- [Work item]
Restate word for word the lines in the listing below, starting at the line containing "repository 289ac5e43014dcb2" and ending at the line containing "empty, completed search.", both included; leave out the rest.
=== Begin Enclosure ===
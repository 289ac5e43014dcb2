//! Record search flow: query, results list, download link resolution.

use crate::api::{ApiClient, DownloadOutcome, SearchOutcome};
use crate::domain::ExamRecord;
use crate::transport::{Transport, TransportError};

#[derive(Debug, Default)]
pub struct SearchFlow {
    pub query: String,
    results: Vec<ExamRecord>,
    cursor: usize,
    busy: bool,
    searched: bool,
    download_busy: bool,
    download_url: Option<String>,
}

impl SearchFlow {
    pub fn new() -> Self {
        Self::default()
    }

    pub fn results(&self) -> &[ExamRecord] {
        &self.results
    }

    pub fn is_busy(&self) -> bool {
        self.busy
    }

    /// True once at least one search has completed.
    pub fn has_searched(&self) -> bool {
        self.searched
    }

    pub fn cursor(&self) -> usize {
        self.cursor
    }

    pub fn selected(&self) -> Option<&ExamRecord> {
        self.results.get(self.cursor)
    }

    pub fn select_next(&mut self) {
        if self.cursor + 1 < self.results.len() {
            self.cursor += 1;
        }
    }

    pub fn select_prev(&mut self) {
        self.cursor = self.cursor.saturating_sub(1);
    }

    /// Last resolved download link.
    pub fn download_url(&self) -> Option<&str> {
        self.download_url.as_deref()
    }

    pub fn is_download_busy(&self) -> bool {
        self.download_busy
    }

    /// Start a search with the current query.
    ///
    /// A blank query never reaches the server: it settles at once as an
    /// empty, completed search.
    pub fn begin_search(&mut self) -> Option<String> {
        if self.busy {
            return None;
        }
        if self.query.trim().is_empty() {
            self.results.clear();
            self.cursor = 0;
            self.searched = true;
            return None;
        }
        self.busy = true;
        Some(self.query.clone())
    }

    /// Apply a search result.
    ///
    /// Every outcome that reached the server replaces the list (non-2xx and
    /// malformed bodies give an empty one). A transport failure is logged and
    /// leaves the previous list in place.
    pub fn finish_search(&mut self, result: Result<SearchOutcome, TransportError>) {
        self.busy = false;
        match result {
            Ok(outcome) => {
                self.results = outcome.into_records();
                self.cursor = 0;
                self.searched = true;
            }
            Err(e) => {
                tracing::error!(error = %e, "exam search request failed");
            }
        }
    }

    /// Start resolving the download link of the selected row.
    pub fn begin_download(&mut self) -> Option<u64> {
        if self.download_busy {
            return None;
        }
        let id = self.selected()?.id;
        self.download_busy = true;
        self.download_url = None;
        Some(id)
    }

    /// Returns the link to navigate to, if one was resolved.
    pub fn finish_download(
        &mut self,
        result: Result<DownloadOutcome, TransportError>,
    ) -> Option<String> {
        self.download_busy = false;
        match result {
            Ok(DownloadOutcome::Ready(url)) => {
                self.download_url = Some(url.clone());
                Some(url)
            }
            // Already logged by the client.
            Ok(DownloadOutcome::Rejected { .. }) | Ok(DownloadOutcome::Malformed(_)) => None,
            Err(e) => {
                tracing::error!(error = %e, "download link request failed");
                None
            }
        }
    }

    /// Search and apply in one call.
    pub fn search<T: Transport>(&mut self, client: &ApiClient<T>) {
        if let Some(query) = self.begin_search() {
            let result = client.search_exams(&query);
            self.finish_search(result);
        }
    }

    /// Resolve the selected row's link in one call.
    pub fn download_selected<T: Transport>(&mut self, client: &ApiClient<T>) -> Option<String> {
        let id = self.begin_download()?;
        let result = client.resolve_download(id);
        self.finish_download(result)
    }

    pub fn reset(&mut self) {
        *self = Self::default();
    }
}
=== End Enclosure ===
=== Begin Enclosure ===
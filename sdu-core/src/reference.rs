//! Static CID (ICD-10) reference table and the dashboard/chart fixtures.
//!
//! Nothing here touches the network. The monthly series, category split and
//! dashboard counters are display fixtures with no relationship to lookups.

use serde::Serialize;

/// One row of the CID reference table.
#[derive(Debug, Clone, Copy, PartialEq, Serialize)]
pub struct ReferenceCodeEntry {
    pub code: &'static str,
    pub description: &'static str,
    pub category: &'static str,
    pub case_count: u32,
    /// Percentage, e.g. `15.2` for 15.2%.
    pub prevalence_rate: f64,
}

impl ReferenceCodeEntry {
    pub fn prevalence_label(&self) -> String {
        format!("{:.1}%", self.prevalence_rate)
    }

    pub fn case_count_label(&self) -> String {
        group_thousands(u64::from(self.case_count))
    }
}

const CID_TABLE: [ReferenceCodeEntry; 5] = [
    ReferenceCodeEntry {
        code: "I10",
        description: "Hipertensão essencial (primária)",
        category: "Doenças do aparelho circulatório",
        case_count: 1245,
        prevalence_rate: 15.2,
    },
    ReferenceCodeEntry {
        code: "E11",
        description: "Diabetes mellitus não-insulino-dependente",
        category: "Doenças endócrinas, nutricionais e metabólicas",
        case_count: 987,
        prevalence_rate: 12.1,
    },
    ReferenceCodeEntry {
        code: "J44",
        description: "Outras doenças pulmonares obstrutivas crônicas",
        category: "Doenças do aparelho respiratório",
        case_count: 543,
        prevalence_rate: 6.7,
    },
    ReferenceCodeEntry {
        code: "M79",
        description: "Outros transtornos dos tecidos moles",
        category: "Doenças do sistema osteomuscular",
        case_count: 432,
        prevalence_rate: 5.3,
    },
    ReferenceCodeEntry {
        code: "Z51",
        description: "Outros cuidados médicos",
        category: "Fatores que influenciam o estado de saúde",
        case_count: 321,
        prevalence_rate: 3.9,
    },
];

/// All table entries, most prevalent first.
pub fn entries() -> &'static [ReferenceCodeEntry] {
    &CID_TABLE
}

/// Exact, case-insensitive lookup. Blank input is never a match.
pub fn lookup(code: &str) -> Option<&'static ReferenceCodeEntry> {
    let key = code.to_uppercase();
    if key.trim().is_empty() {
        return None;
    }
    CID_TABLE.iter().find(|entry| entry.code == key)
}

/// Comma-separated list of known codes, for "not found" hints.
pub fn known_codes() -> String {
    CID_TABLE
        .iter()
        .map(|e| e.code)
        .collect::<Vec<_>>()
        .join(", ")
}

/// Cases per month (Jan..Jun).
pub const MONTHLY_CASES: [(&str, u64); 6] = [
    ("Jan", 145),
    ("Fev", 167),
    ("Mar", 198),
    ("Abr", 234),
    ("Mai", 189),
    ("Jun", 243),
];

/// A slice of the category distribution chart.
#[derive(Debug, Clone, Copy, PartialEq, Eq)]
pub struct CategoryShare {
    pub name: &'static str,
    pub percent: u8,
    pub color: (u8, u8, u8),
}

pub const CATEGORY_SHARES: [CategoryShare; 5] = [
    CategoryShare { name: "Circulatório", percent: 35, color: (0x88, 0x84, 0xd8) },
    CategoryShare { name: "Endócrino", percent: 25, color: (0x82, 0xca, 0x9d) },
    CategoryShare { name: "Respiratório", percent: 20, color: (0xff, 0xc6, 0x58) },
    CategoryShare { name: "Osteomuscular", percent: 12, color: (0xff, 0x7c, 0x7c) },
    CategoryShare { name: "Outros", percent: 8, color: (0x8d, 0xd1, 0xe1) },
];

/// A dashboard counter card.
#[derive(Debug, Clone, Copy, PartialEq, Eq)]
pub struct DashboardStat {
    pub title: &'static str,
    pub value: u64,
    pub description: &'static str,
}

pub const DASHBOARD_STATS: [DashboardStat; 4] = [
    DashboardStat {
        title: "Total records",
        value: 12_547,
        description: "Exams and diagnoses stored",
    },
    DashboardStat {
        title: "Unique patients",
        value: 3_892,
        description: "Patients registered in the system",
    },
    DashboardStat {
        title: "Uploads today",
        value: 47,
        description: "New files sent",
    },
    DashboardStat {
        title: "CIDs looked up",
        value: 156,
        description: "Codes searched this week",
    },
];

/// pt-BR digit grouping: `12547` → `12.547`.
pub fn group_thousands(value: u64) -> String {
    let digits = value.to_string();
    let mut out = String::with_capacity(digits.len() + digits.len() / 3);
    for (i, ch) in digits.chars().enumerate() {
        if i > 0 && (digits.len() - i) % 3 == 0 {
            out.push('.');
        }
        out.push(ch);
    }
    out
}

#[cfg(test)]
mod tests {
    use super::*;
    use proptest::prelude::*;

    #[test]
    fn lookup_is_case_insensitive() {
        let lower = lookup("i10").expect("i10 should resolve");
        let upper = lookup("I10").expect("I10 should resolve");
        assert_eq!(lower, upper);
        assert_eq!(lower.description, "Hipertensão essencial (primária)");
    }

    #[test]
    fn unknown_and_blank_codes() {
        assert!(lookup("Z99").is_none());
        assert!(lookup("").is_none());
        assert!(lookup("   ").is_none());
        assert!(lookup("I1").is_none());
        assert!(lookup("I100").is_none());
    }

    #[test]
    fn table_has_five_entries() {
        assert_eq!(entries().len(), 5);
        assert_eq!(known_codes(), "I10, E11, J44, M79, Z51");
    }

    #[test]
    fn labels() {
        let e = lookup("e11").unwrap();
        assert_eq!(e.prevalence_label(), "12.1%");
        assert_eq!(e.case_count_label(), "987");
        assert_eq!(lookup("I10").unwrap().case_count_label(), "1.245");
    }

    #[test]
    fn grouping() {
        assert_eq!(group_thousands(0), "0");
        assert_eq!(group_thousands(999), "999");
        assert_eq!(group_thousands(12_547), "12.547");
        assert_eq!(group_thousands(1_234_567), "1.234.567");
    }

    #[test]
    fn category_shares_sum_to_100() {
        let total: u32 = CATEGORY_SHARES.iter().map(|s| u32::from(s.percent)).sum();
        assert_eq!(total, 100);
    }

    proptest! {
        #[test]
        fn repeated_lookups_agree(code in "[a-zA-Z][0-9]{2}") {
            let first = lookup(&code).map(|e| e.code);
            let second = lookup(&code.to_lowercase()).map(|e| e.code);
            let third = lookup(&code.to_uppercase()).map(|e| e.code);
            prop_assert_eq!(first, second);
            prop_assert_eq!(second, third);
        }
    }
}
=== End Enclosure ===
=== Begin Enclosure ===
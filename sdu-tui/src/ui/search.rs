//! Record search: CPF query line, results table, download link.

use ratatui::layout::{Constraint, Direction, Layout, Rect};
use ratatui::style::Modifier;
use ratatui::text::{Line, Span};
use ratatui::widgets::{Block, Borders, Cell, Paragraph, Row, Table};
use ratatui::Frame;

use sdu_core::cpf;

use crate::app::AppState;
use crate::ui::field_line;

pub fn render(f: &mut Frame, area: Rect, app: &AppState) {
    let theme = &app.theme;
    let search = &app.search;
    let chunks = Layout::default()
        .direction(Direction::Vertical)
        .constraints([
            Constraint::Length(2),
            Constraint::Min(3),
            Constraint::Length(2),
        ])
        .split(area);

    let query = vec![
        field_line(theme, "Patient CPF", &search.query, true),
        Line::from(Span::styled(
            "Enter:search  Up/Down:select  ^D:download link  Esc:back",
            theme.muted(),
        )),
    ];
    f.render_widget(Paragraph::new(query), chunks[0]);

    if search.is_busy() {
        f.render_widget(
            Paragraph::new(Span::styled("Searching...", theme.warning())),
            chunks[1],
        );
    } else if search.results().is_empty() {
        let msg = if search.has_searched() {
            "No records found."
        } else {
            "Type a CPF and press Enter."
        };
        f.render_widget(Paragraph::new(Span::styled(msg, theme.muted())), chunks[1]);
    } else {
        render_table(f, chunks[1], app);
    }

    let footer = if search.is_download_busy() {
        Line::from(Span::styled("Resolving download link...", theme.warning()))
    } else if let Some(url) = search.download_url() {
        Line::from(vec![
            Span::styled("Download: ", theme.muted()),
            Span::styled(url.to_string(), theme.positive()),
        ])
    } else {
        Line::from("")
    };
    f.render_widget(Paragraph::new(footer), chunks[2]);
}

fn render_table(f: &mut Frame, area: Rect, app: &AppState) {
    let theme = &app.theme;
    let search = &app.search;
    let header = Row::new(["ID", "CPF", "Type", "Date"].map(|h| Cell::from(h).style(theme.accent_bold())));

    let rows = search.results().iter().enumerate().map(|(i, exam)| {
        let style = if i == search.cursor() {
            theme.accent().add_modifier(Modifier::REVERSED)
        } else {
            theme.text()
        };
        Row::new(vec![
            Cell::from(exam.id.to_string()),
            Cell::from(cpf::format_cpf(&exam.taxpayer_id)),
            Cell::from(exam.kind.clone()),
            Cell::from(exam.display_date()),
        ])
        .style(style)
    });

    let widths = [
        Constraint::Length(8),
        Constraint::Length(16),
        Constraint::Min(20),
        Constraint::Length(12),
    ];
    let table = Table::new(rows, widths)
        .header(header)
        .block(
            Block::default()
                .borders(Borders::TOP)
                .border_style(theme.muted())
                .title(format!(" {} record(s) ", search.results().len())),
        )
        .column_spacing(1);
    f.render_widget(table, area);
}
=== End Enclosure ===
- [Answer to the problem]
repository 289ac5e43014dcb2
//! Record search flow: query, results list, download link resolution.

use crate::api::{ApiClient, DownloadOutcome, SearchOutcome};
use crate::domain::ExamRecord;
use crate::transport::{Transport, TransportError};

#[derive(Debug, Default)]
pub struct SearchFlow {
    pub query: String,
    results: Vec<ExamRecord>,
    cursor: usize,
    busy: bool,
    searched: bool,
    download_busy: bool,
    download_url: Option<String>,
}

impl SearchFlow {
    pub fn new() -> Self {
        Self::default()
    }

    pub fn results(&self) -> &[ExamRecord] {
        &self.results
    }

    pub fn is_busy(&self) -> bool {
        self.busy
    }

    /// True once at least one search has completed.
    pub fn has_searched(&self) -> bool {
        self.searched
    }

    pub fn cursor(&self) -> usize {
        self.cursor
    }

    pub fn selected(&self) -> Option<&ExamRecord> {
        self.results.get(self.cursor)
    }

    pub fn select_next(&mut self) {
        if self.cursor + 1 < self.results.len() {
            self.cursor += 1;
        }
    }

    pub fn select_prev(&mut self) {
        self.cursor = self.cursor.saturating_sub(1);
    }

    /// Last resolved download link.
    pub fn download_url(&self) -> Option<&str> {
        self.download_url.as_deref()
    }

    pub fn is_download_busy(&self) -> bool {
        self.download_busy
    }

    /// Start a search with the current query.
    ///
    /// A blank query never reaches the server: it settles at once as an
    /// empty, completed search.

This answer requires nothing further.